**Aim of the exercise**
Every line in the entries that holds the word "https" counts toward the answer, which should be a single number.

Top of Provided data

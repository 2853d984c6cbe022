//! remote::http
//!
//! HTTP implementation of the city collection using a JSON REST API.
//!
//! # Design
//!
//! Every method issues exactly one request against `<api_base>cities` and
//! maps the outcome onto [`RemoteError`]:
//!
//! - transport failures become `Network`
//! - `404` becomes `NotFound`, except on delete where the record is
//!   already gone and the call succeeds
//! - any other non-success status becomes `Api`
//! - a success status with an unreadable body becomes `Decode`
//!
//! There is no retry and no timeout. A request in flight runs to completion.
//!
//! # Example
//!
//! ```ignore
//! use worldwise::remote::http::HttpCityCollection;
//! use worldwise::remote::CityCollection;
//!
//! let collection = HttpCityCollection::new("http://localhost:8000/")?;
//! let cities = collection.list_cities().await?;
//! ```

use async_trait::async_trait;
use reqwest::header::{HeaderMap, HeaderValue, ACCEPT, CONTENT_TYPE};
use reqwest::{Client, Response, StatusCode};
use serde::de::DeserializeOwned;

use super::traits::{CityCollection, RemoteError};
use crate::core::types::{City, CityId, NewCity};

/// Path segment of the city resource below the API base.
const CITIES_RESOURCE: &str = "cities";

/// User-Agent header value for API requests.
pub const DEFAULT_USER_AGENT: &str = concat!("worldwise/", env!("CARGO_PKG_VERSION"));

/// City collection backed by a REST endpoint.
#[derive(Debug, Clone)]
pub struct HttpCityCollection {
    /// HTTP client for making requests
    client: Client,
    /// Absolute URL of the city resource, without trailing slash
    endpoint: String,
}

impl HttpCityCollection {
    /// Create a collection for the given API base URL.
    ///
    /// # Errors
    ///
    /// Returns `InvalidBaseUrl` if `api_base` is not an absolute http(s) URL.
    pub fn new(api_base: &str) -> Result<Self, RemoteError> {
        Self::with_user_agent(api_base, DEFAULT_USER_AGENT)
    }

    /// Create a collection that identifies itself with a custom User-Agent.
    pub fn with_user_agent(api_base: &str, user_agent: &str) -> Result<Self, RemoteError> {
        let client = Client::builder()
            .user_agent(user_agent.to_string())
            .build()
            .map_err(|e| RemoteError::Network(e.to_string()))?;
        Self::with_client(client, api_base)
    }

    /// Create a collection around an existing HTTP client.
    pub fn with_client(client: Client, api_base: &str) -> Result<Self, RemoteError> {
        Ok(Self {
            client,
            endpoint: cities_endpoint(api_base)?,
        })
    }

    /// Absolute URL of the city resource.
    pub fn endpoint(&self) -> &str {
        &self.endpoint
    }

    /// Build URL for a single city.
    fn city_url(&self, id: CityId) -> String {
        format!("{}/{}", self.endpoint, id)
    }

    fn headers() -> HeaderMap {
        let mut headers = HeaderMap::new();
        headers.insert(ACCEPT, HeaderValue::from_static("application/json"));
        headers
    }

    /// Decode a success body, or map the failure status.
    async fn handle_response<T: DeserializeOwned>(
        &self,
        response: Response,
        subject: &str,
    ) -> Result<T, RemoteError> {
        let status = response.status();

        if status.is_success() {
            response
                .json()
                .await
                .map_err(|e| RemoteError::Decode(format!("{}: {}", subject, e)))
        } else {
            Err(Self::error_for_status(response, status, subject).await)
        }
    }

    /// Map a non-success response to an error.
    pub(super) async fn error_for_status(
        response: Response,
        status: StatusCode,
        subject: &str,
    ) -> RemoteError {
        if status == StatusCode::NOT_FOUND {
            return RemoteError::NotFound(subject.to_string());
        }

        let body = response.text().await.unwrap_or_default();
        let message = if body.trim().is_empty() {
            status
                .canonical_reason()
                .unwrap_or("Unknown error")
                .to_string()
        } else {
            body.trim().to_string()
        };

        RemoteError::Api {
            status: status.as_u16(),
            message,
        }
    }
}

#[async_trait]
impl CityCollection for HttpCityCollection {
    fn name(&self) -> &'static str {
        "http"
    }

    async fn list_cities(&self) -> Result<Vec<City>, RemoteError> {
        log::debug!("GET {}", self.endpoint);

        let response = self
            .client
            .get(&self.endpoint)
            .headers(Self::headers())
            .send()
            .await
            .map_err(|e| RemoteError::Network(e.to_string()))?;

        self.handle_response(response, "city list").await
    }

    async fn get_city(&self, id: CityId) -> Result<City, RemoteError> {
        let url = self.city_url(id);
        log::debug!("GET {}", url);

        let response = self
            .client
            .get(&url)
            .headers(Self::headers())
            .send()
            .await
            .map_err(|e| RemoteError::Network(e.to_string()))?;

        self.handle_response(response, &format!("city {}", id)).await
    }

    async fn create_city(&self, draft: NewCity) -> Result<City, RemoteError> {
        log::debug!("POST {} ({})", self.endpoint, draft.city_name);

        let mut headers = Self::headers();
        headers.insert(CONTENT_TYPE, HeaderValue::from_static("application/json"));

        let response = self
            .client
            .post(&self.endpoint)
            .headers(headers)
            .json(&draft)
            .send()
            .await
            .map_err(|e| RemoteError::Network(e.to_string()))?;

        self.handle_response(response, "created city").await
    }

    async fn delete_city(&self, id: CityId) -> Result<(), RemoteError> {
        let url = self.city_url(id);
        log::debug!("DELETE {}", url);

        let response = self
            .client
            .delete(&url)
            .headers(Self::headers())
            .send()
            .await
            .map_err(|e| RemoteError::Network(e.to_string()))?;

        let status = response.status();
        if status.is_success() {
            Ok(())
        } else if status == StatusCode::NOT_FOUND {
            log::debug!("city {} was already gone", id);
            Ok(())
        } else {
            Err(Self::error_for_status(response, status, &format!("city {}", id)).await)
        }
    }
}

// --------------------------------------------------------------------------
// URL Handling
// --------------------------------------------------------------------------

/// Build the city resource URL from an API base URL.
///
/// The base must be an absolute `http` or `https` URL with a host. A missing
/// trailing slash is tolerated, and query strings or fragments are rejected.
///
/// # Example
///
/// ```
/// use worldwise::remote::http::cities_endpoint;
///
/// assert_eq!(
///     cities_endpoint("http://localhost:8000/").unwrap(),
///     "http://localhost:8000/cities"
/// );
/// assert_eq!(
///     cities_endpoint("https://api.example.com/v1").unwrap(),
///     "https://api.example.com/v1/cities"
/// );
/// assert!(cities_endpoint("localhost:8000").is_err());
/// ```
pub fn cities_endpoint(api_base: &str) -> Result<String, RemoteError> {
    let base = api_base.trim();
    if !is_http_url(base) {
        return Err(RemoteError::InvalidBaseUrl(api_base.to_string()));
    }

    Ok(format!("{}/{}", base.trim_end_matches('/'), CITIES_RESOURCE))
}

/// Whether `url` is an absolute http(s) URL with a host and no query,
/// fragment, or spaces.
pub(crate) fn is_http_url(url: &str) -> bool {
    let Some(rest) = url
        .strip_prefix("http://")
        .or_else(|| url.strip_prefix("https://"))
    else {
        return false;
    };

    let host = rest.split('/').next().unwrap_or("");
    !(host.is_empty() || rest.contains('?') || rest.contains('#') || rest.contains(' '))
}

Bottom of Provided data

**Response area**
4